### WHAT YOU ARE ASKED TO DO
Among the entries that follow, how many lines contain the string "index"? Answer with that number only.

### SUPPLIED DATA
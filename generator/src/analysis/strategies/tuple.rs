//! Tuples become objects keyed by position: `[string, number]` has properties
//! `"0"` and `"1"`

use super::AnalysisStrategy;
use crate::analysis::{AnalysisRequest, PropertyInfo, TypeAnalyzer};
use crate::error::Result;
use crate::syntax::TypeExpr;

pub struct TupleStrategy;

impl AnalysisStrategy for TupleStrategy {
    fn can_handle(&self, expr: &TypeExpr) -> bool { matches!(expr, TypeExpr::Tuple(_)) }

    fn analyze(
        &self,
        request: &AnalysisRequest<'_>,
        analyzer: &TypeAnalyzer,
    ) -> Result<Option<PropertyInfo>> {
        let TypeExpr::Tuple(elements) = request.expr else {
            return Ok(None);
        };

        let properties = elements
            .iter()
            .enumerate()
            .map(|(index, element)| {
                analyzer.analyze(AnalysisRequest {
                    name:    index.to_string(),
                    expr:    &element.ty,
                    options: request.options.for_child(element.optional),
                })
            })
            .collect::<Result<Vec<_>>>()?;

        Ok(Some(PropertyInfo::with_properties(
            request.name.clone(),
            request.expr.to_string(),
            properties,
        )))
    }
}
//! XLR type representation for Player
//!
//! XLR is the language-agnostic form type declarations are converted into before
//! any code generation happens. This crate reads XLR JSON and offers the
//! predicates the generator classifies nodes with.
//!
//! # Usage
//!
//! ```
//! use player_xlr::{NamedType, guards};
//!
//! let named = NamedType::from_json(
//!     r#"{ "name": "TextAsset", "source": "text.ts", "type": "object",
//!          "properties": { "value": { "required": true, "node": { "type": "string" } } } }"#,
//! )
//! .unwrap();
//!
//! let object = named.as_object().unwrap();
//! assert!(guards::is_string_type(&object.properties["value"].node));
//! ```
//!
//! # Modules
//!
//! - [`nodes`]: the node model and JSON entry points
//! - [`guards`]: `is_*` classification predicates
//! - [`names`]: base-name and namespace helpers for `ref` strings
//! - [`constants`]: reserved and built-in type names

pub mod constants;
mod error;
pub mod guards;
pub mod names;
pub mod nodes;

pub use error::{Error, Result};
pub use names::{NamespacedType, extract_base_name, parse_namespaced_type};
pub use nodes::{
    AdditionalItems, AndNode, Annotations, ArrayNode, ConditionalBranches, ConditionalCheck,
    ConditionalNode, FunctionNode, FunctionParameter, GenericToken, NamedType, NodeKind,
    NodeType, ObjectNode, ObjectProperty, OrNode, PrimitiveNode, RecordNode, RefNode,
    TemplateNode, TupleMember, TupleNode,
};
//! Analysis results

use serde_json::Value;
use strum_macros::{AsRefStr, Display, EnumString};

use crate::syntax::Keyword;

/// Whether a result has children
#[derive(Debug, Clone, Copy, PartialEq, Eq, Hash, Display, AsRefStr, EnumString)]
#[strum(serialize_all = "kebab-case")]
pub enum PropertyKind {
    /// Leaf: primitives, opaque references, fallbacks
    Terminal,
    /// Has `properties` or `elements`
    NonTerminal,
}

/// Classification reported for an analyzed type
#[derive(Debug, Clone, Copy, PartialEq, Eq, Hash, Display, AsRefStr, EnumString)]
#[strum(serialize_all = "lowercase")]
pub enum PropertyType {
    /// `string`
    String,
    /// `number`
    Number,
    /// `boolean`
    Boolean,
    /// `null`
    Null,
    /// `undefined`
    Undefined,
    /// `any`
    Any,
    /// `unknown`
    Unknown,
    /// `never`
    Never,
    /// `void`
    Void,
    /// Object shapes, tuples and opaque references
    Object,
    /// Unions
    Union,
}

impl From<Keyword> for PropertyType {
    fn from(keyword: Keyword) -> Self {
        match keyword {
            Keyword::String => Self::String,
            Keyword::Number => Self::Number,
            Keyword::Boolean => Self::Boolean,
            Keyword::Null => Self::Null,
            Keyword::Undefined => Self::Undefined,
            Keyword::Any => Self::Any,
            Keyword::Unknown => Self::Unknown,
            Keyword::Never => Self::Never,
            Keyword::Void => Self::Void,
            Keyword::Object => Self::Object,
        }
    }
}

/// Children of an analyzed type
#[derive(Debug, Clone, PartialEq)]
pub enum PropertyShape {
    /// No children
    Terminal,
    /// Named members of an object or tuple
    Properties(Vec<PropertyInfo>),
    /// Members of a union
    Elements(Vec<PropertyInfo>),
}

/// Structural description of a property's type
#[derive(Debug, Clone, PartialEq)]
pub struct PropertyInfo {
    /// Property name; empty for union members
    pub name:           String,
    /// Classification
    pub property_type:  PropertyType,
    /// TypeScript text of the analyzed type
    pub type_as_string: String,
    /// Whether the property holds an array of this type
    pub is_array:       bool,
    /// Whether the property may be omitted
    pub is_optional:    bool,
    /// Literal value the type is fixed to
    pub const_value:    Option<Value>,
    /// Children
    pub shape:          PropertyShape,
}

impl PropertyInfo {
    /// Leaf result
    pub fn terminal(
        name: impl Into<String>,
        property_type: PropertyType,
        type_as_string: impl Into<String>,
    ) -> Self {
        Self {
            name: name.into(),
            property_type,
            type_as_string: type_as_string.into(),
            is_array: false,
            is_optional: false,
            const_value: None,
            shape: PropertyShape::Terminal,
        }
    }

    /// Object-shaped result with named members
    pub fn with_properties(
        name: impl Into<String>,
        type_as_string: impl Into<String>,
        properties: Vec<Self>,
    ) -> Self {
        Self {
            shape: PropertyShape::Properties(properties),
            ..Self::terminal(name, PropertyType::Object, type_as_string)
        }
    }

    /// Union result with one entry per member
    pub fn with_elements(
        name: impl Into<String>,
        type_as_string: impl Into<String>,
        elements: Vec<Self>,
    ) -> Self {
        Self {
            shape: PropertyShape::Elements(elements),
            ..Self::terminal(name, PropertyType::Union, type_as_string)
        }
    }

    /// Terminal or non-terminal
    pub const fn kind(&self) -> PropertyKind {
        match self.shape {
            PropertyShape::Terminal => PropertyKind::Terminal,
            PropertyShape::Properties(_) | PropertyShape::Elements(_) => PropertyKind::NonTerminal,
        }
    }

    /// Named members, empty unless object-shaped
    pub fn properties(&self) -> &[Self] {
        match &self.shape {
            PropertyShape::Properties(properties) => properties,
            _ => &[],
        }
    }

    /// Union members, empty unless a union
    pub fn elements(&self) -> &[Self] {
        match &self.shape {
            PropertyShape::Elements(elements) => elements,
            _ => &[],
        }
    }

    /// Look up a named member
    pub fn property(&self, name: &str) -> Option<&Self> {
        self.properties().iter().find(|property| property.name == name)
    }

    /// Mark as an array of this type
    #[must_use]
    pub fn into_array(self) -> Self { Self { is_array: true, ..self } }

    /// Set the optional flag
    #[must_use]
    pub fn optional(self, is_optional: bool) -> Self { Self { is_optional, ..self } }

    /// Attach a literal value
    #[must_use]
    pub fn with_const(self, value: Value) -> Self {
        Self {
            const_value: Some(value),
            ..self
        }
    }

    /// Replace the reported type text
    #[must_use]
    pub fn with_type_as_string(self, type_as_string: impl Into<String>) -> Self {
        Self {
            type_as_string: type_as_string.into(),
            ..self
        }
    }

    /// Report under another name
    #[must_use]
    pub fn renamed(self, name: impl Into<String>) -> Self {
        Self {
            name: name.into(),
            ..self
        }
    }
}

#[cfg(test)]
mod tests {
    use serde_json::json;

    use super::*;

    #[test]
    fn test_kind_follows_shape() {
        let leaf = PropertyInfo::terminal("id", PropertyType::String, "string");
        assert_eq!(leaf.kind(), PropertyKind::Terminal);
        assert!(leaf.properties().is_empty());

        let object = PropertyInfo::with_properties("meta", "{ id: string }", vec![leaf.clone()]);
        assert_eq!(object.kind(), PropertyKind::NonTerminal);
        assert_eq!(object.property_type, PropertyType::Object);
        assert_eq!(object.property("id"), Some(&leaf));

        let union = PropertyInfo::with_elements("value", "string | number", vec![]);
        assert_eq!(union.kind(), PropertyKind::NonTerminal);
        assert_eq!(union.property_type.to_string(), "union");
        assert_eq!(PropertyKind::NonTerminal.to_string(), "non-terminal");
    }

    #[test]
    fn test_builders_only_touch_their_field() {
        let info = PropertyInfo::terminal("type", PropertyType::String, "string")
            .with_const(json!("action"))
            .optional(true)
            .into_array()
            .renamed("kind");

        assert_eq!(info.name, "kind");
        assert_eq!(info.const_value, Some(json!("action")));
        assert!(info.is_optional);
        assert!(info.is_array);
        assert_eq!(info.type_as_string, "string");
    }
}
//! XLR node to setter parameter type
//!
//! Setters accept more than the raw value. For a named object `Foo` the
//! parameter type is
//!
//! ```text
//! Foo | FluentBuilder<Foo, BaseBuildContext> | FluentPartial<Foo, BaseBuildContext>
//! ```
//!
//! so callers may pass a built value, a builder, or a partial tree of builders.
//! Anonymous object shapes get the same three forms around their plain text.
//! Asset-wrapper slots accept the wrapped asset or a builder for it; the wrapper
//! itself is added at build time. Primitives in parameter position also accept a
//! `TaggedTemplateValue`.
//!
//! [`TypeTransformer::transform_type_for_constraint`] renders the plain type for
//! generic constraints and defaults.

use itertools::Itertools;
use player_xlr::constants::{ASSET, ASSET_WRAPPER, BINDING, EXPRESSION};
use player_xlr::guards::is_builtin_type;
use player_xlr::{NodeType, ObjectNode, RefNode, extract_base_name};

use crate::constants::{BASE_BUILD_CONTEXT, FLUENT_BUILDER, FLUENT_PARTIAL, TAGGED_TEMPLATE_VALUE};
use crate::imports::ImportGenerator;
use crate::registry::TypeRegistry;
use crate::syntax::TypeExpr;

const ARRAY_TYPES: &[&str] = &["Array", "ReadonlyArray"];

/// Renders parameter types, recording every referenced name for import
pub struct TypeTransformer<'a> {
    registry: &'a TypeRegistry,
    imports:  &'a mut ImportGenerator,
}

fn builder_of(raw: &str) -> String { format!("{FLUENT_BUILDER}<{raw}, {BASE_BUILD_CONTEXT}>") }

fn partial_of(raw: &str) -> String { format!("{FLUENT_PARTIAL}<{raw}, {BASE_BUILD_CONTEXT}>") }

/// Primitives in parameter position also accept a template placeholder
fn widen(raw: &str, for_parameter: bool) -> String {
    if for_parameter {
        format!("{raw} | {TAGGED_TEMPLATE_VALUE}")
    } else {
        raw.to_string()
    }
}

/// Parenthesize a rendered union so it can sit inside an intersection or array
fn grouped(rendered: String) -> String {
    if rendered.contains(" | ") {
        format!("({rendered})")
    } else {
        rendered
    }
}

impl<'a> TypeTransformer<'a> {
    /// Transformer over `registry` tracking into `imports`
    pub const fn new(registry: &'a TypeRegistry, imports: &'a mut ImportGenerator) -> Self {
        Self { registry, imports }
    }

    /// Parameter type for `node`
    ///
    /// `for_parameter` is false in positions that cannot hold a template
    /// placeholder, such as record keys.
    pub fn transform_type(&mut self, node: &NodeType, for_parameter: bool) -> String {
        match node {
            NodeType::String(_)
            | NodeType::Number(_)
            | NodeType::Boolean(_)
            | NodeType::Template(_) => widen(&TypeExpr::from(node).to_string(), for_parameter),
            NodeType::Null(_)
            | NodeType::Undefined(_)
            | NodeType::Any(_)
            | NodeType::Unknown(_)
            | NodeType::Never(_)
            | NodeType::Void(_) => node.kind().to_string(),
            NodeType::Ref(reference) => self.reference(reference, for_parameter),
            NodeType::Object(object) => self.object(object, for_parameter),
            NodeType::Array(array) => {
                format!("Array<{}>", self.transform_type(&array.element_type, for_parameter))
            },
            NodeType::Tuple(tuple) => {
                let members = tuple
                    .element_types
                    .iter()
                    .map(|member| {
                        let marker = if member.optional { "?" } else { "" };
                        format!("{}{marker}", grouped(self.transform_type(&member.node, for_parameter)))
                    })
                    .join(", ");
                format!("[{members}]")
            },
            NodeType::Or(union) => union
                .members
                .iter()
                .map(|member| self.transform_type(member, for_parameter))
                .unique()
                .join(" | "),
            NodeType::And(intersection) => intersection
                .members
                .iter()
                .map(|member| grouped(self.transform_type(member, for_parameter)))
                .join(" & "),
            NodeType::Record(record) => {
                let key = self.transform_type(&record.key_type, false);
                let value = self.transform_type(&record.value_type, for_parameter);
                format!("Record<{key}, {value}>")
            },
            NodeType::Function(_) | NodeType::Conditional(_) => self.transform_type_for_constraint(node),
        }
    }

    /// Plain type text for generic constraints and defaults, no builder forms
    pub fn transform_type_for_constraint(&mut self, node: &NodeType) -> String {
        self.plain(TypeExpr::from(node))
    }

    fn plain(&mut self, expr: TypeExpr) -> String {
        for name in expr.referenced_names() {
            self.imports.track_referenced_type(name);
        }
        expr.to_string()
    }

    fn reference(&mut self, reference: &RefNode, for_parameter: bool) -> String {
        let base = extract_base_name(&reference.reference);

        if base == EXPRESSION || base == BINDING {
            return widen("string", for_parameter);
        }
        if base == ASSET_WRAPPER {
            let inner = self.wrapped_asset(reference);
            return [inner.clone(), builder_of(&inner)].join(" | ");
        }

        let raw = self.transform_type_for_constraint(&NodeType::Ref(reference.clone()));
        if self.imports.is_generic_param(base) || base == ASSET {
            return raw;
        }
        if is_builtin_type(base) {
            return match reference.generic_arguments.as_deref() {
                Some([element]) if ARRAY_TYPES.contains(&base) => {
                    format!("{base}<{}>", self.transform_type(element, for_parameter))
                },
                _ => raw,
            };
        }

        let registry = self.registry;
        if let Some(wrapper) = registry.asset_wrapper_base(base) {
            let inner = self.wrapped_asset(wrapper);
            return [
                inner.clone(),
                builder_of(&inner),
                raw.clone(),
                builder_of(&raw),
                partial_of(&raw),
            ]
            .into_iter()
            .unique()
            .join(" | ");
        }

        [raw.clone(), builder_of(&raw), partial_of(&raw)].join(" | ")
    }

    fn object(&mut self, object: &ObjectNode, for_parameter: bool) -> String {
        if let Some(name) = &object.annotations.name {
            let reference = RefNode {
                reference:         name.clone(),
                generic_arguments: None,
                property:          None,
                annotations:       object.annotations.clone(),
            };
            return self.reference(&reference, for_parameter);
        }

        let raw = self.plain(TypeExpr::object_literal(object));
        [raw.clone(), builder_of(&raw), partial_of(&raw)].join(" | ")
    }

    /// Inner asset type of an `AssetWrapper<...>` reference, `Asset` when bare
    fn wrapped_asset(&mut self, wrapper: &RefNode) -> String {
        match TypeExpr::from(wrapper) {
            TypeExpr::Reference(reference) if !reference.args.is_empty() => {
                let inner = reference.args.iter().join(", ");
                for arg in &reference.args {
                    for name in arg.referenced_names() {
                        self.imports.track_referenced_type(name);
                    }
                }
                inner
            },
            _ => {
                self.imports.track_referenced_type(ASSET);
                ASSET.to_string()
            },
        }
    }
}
* * *
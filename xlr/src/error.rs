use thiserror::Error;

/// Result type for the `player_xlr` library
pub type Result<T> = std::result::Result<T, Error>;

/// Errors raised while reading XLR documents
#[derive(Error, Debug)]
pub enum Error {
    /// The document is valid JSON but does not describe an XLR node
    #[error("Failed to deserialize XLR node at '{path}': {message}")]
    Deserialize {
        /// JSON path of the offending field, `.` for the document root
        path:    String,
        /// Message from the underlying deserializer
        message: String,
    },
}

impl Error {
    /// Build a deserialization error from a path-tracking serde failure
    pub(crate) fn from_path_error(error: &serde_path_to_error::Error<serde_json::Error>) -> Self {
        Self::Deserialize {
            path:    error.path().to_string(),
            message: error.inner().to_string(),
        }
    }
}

### SOLUTION FOR THIS EXERCISE
2